Ask the Expert: Cybersecurity and the war in Ukraine

"Ask the Expert" articles provide information and insights from MSU scientists, researchers and scholars about national and global issues, complex research and general-interest subjects based on their areas of academic expertise and study. They may feature historical information, background, research findings, or offer tips.

 

Tom Holt, director of the School of Criminal Justice at Michigan State University, discusses the rise of cyberattacks and how you can keep your information safe. Holt also answers questions about cryptocurrency and cyberattacks in the Ukraine. 

 

Why is cryptocurrency becoming more widely used?

 

There's been massive attention, especially in the United States, over the last few years, around cryptocurrencies. Many people are now thinking of crypto as an investment resource and a way to make money quickly. There's inherent risk in putting a lot of money in  platforms because even though they are secure, they're only as secure as your username and password.

 

How has cybersecurity impacted the war in Ukraine?

 

The conflict in Ukraine demonstrates how quickly civilians can be incorporated into cyberwarfare. It's always been an issue, but largely it was a problem that would involve high-skilled hackers. Now we're at a point in time where there are so many digital resources and simplified attack tools. 

 

Hacker groups like Anonymous have made it very easy for a person with no technical knowledge to engage in an effective cyberattack. And that's the kind of civilian conscription that we may see, depending on the degree to which the conflict escalates. 

 

What is cyberwarfare?

 

When we talk about cyberwarfare, it's important to note that attackers are not just going to go after sensitive data. They may target political campaign ads and the infrastructure that supports government operations as well. In 2016, the United States experienced a variety of attacks, mostly originating from Russia against both political campaigns and using disinformation campaigns on social media.

 

By taking data that was hacked in political campaigns and then converting that into disinformation and misinformation on sites like Facebook, they were able to sow discord between the public.

 

Some of the biggest concerns with the current conflict in Ukraine is the potential for the Russian government to engage in cyberattacks against allied nations. So, the U.S., various parts of the European Union are all at risk for cyberattacks stemming from either Russian government actors or, to a lesser extent, Russian cybercriminals. The potential for that, though, is unknown. It's likely, but we don't know when or if that would happen.

 

What can we do to protect ourselves from cyberattacks?

 

There are a few basic things that every single person can do to protect themselves from cyberattacks. The first is to watch what kinds of emails you get and which ones you respond to.

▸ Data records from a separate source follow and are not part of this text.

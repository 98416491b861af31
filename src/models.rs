//! Core data models persisted by the ledger.
//!
//! Rows are stored with epoch-millisecond timestamps and UUID string
//! identifiers. The enums here are the only place that maps between the
//! stored text representation and the typed value.

use serde::{Deserialize, Serialize};
use std::fmt;
use std::str::FromStr;

use crate::error::LedgerError;

/// Subscription class controlling quota ceilings.
#[derive(Debug, Clone, Copy, PartialEq, Eq, Serialize, Deserialize)]
#[serde(rename_all = "lowercase")]
pub enum Tier {
    Free,
    Pro,
}

impl Tier {
    pub fn as_str(&self) -> &'static str {
        match self {
            Tier::Free => "free",
            Tier::Pro => "pro",
        }
    }
}

impl FromStr for Tier {
    type Err = LedgerError;

    fn from_str(s: &str) -> Result<Self, Self::Err> {
        match s {
            "free" => Ok(Tier::Free),
            "pro" => Ok(Tier::Pro),
            other => Err(LedgerError::InvalidInput(format!("unknown tier: {}", other))),
        }
    }
}

impl fmt::Display for Tier {
    fn fmt(&self, f: &mut fmt::Formatter<'_>) -> fmt::Result {
        f.write_str(self.as_str())
    }
}

#[derive(Debug, Clone, Copy, PartialEq, Eq, Serialize, Deserialize)]
#[serde(rename_all = "snake_case")]
pub enum SubscriptionStatus {
    Active,
    Inactive,
    Cancelled,
    PastDue,
}

impl SubscriptionStatus {
    pub fn as_str(&self) -> &'static str {
        match self {
            SubscriptionStatus::Active => "active",
            SubscriptionStatus::Inactive => "inactive",
            SubscriptionStatus::Cancelled => "cancelled",
            SubscriptionStatus::PastDue => "past_due",
        }
    }
}

impl FromStr for SubscriptionStatus {
    type Err = LedgerError;

    fn from_str(s: &str) -> Result<Self, Self::Err> {
        match s {
            "active" => Ok(SubscriptionStatus::Active),
            "inactive" => Ok(SubscriptionStatus::Inactive),
            "cancelled" => Ok(SubscriptionStatus::Cancelled),
            "past_due" => Ok(SubscriptionStatus::PastDue),
            other => Err(LedgerError::InvalidInput(format!(
                "unknown subscription status: {}",
                other
            ))),
        }
    }
}

impl fmt::Display for SubscriptionStatus {
    fn fmt(&self, f: &mut fmt::Formatter<'_>) -> fmt::Result {
        f.write_str(self.as_str())
    }
}

/// Training job lifecycle state.
///
/// The declaration order is the lifecycle order; `Failed` sits outside it
/// and is reachable from any non-terminal state.
#[derive(Debug, Clone, Copy, PartialEq, Eq, Serialize, Deserialize)]
#[serde(rename_all = "lowercase")]
pub enum JobStatus {
    Pending,
    Started,
    Training,
    Completed,
    Failed,
}

impl JobStatus {
    pub fn as_str(&self) -> &'static str {
        match self {
            JobStatus::Pending => "pending",
            JobStatus::Started => "started",
            JobStatus::Training => "training",
            JobStatus::Completed => "completed",
            JobStatus::Failed => "failed",
        }
    }

    pub fn is_terminal(&self) -> bool {
        matches!(self, JobStatus::Completed | JobStatus::Failed)
    }

    /// Position in the forward lifecycle; `None` for `Failed`.
    fn rank(&self) -> Option<u8> {
        match self {
            JobStatus::Pending => Some(0),
            JobStatus::Started => Some(1),
            JobStatus::Training => Some(2),
            JobStatus::Completed => Some(3),
            JobStatus::Failed => None,
        }
    }

    /// Whether a job may move from `self` to `next`.
    ///
    /// Forward moves may skip states; nothing leaves a terminal state and
    /// nothing re-enters the state it is already in.
    pub fn can_advance_to(&self, next: JobStatus) -> bool {
        if self.is_terminal() {
            return false;
        }
        match (self.rank(), next.rank()) {
            (_, None) => true,
            (Some(from), Some(to)) => to > from,
            (None, Some(_)) => false,
        }
    }
}

impl FromStr for JobStatus {
    type Err = LedgerError;

    fn from_str(s: &str) -> Result<Self, Self::Err> {
        match s {
            "pending" => Ok(JobStatus::Pending),
            "started" => Ok(JobStatus::Started),
            "training" => Ok(JobStatus::Training),
            "completed" => Ok(JobStatus::Completed),
            "failed" => Ok(JobStatus::Failed),
            other => Err(LedgerError::InvalidInput(format!(
                "unknown job status: {}",
                other
            ))),
        }
    }
}

impl fmt::Display for JobStatus {
    fn fmt(&self, f: &mut fmt::Formatter<'_>) -> fmt::Result {
        f.write_str(self.as_str())
    }
}

#[derive(Debug, Clone, Serialize)]
pub struct UserProfile {
    pub user_id: String,
    pub email: String,
    pub tier: Tier,
    pub subscription_status: SubscriptionStatus,
    pub billing_customer_id: Option<String>,
    pub created_at: i64,
    pub updated_at: i64,
}

/// Scraped document as stored by the content store. Immutable.
#[derive(Debug, Clone, Serialize)]
pub struct RawDocument {
    pub id: String,
    pub source: String,
    pub url: String,
    pub title: Option<String>,
    pub text: String,
    pub content_hash: String,
    pub scraped_at: i64,
}

/// Metrics supplied by the external processing step.
///
/// Any score left as `None` is computed from the cleaned text.
#[derive(Debug, Clone, Default, Serialize, Deserialize)]
pub struct ProcessingMetrics {
    #[serde(default)]
    pub tokens: Vec<u32>,
    #[serde(default)]
    pub word_count: Option<i64>,
    #[serde(default)]
    pub sentence_count: Option<i64>,
    #[serde(default)]
    pub quality_score: Option<f64>,
    #[serde(default)]
    pub readability_score: Option<f64>,
    #[serde(default)]
    pub vocabulary_diversity: Option<f64>,
}

#[derive(Debug, Clone, Serialize)]
pub struct ProcessedDocument {
    pub id: String,
    pub source: String,
    pub raw_id: String,
    pub cleaned_text: String,
    pub tokens: Vec<u32>,
    pub word_count: i64,
    pub sentence_count: i64,
    pub quality_score: f64,
    pub readability_score: f64,
    pub vocabulary_diversity: f64,
    pub training_ready: bool,
    pub processed_at: i64,
}

#[derive(Debug, Clone, Serialize)]
pub struct TrainingJob {
    pub id: String,
    pub name: String,
    pub model_name: String,
    pub source_filter: Option<String>,
    pub config: serde_json::Value,
    pub status: JobStatus,
    pub model_path: Option<String>,
    pub error_message: Option<String>,
    pub requested_by: Option<String>,
    pub created_at: i64,
    pub started_at: Option<i64>,
    pub completed_at: Option<i64>,
    pub failed_at: Option<i64>,
}

#[derive(Debug, Clone, Serialize, Deserialize)]
pub struct UsageRecord {
    pub user_id: String,
    pub endpoint: String,
    pub tokens: i64,
    pub latency_ms: i64,
    pub status_code: i64,
}

#[derive(Debug, Clone, Serialize)]
pub struct ChatSession {
    pub id: String,
    pub user_id: String,
    pub model_version: Option<String>,
    pub created_at: i64,
}

#[derive(Debug, Clone, Serialize)]
pub struct ChatMessage {
    pub id: String,
    pub session_id: String,
    pub user_id: String,
    pub user_message: String,
    pub bot_response: String,
    pub tokens: i64,
    pub latency_ms: i64,
    pub model_version: Option<String>,
    pub created_at: i64,
}

#[cfg(test)]
mod tests {
    use super::*;

    #[test]
    fn test_forward_transitions() {
        assert!(JobStatus::Pending.can_advance_to(JobStatus::Started));
        assert!(JobStatus::Started.can_advance_to(JobStatus::Training));
        assert!(JobStatus::Training.can_advance_to(JobStatus::Completed));
        assert!(JobStatus::Pending.can_advance_to(JobStatus::Training));
    }

    #[test]
    fn test_failed_reachable_from_any_active_state() {
        for s in [JobStatus::Pending, JobStatus::Started, JobStatus::Training] {
            assert!(s.can_advance_to(JobStatus::Failed), "{} -> failed", s);
        }
    }

    #[test]
    fn test_no_backward_or_self_transitions() {
        assert!(!JobStatus::Started.can_advance_to(JobStatus::Pending));
        assert!(!JobStatus::Training.can_advance_to(JobStatus::Started));
        assert!(!JobStatus::Pending.can_advance_to(JobStatus::Pending));
    }

    #[test]
    fn test_terminal_states_are_final() {
        for next in [
            JobStatus::Pending,
            JobStatus::Started,
            JobStatus::Training,
            JobStatus::Completed,
            JobStatus::Failed,
        ] {
            assert!(!JobStatus::Completed.can_advance_to(next));
            assert!(!JobStatus::Failed.can_advance_to(next));
        }
    }

    #[test]
    fn test_status_text_roundtrip() {
        for s in ["pending", "started", "training", "completed", "failed"] {
            assert_eq!(s.parse::<JobStatus>().unwrap().as_str(), s);
        }
        assert!("queued".parse::<JobStatus>().is_err());
        assert_eq!("past_due".parse::<SubscriptionStatus>().unwrap(), SubscriptionStatus::PastDue);
    }
}
//! Ledger of cleaned, scored documents derived from raw ones.
//!
//! One processed row per raw document. Its derived fields are fixed at
//! creation; only `training_ready` may later flip to true.

use sqlx::{Row, SqlitePool};
use std::sync::Arc;
use tracing::info;
use uuid::Uuid;

use crate::auth::Caller;
use crate::clock::Clock;
use crate::config::ProcessingConfig;
use crate::error::{is_unique_violation, LedgerError, Result};
use crate::models::{ProcessedDocument, ProcessingMetrics};
use crate::quality;

#[derive(Clone)]
pub struct ProcessingLedger {
    pool: SqlitePool,
    clock: Arc<dyn Clock>,
    config: ProcessingConfig,
}

impl ProcessingLedger {
    pub fn new(pool: SqlitePool, clock: Arc<dyn Clock>, config: ProcessingConfig) -> Self {
        Self {
            pool,
            clock,
            config,
        }
    }

    pub async fn record(
        &self,
        caller: &Caller,
        raw_id: &str,
        cleaned_text: &str,
        metrics: ProcessingMetrics,
    ) -> Result<ProcessedDocument> {
        caller.require_service("processing ledger")?;

        let source: String = sqlx::query_scalar("SELECT source FROM raw_documents WHERE id = ?")
            .bind(raw_id)
            .fetch_optional(&self.pool)
            .await?
            .ok_or_else(|| LedgerError::NotFound(format!("raw document {}", raw_id)))?;

        let computed = quality::analyze(cleaned_text);
        let quality_score = metrics
            .quality_score
            .unwrap_or_else(|| quality::quality_score(&computed));
        if !quality_score.is_finite() || !(0.0..=1.0).contains(&quality_score) {
            return Err(LedgerError::InvalidInput(format!(
                "quality_score must be in [0, 1], got {}",
                quality_score
            )));
        }

        let doc = ProcessedDocument {
            id: Uuid::new_v4().to_string(),
            source,
            raw_id: raw_id.to_string(),
            cleaned_text: cleaned_text.to_string(),
            word_count: metrics.word_count.unwrap_or(computed.word_count),
            sentence_count: metrics.sentence_count.unwrap_or(computed.sentence_count),
            quality_score,
            readability_score: metrics.readability_score.unwrap_or(computed.readability),
            vocabulary_diversity: metrics
                .vocabulary_diversity
                .unwrap_or(computed.vocabulary_diversity),
            training_ready: self.is_ready(quality_score, metrics.tokens.len()),
            tokens: metrics.tokens,
            processed_at: self.clock.now_millis(),
        };

        let tokens_json = serde_json::to_string(&doc.tokens)
            .map_err(|e| LedgerError::InvalidInput(format!("tokens: {}", e)))?;

        let result = sqlx::query(
            r#"
            INSERT INTO processed_documents (id, source, raw_id, cleaned_text, tokens_json,
                                             word_count, sentence_count, quality_score,
                                             readability_score, vocabulary_diversity,
                                             training_ready, processed_at)
            VALUES (?, ?, ?, ?, ?, ?, ?, ?, ?, ?, ?, ?)
            "#,
        )
        .bind(&doc.id)
        .bind(&doc.source)
        .bind(&doc.raw_id)
        .bind(&doc.cleaned_text)
        .bind(&tokens_json)
        .bind(doc.word_count)
        .bind(doc.sentence_count)
        .bind(doc.quality_score)
        .bind(doc.readability_score)
        .bind(doc.vocabulary_diversity)
        .bind(doc.training_ready)
        .bind(doc.processed_at)
        .execute(&self.pool)
        .await;

        match result {
            Ok(_) => {}
            Err(e) if is_unique_violation(&e) => {
                return Err(LedgerError::Conflict(format!(
                    "raw document {} already has a processed record",
                    raw_id
                )));
            }
            Err(e) if is_foreign_key_violation(&e) => {
                return Err(LedgerError::NotFound(format!("raw document {}", raw_id)));
            }
            Err(e) => return Err(e.into()),
        }

        info!(
            id = %doc.id,
            raw_id,
            source = %doc.source,
            quality = doc.quality_score,
            ready = doc.training_ready,
            "processed document recorded"
        );
        Ok(doc)
    }

    /// Flip a document to training-ready without rescoring.
    ///
    /// Returns the document's source so the caller can re-evaluate the
    /// auto-train policy.
    pub async fn mark_ready(&self, caller: &Caller, processed_id: &str) -> Result<String> {
        caller.require_service("processing ledger")?;

        let source: Option<String> = sqlx::query_scalar(
            "UPDATE processed_documents SET training_ready = 1 WHERE id = ? RETURNING source",
        )
        .bind(processed_id)
        .fetch_optional(&self.pool)
        .await?;

        let source =
            source.ok_or_else(|| LedgerError::NotFound(format!("processed document {}", processed_id)))?;
        info!(id = processed_id, source = %source, "processed document marked ready");
        Ok(source)
    }

    pub async fn get(&self, caller: &Caller, processed_id: &str) -> Result<ProcessedDocument> {
        caller.require_service("processing ledger")?;

        let row = sqlx::query(
            r#"
            SELECT id, source, raw_id, cleaned_text, tokens_json, word_count, sentence_count,
                   quality_score, readability_score, vocabulary_diversity, training_ready,
                   processed_at
            FROM processed_documents WHERE id = ?
            "#,
        )
        .bind(processed_id)
        .fetch_optional(&self.pool)
        .await?
        .ok_or_else(|| LedgerError::NotFound(format!("processed document {}", processed_id)))?;

        let tokens_json: String = row.get("tokens_json");
        Ok(ProcessedDocument {
            id: row.get("id"),
            source: row.get("source"),
            raw_id: row.get("raw_id"),
            cleaned_text: row.get("cleaned_text"),
            tokens: serde_json::from_str(&tokens_json).unwrap_or_default(),
            word_count: row.get("word_count"),
            sentence_count: row.get("sentence_count"),
            quality_score: row.get("quality_score"),
            readability_score: row.get("readability_score"),
            vocabulary_diversity: row.get("vocabulary_diversity"),
            training_ready: row.get("training_ready"),
            processed_at: row.get("processed_at"),
        })
    }

    pub async fn ready_count(&self, source: Option<&str>) -> Result<i64> {
        let count: i64 = sqlx::query_scalar(
            "SELECT COUNT(*) FROM processed_documents WHERE training_ready = 1 AND (? IS NULL OR source = ?)",
        )
        .bind(source)
        .bind(source)
        .fetch_one(&self.pool)
        .await?;
        Ok(count)
    }

    fn is_ready(&self, quality_score: f64, token_count: usize) -> bool {
        quality_score >= self.config.quality_threshold && token_count >= self.config.min_tokens
    }
}

fn is_foreign_key_violation(err: &sqlx::Error) -> bool {
    err.as_database_error()
        .map(|db| db.is_foreign_key_violation())
        .unwrap_or(false)
}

Phishing emails, the emails that come in asking for your username or password, is an easy way both cybercriminals and nation-state actors use to gain footholds into sensitive networks. 

 

So, if you get those kinds of messages, it's imperative that you don't respond, not only because that minimizes your financial risk, but if you're working in a large organization, it helps to reduce its likelihood of compromise as well.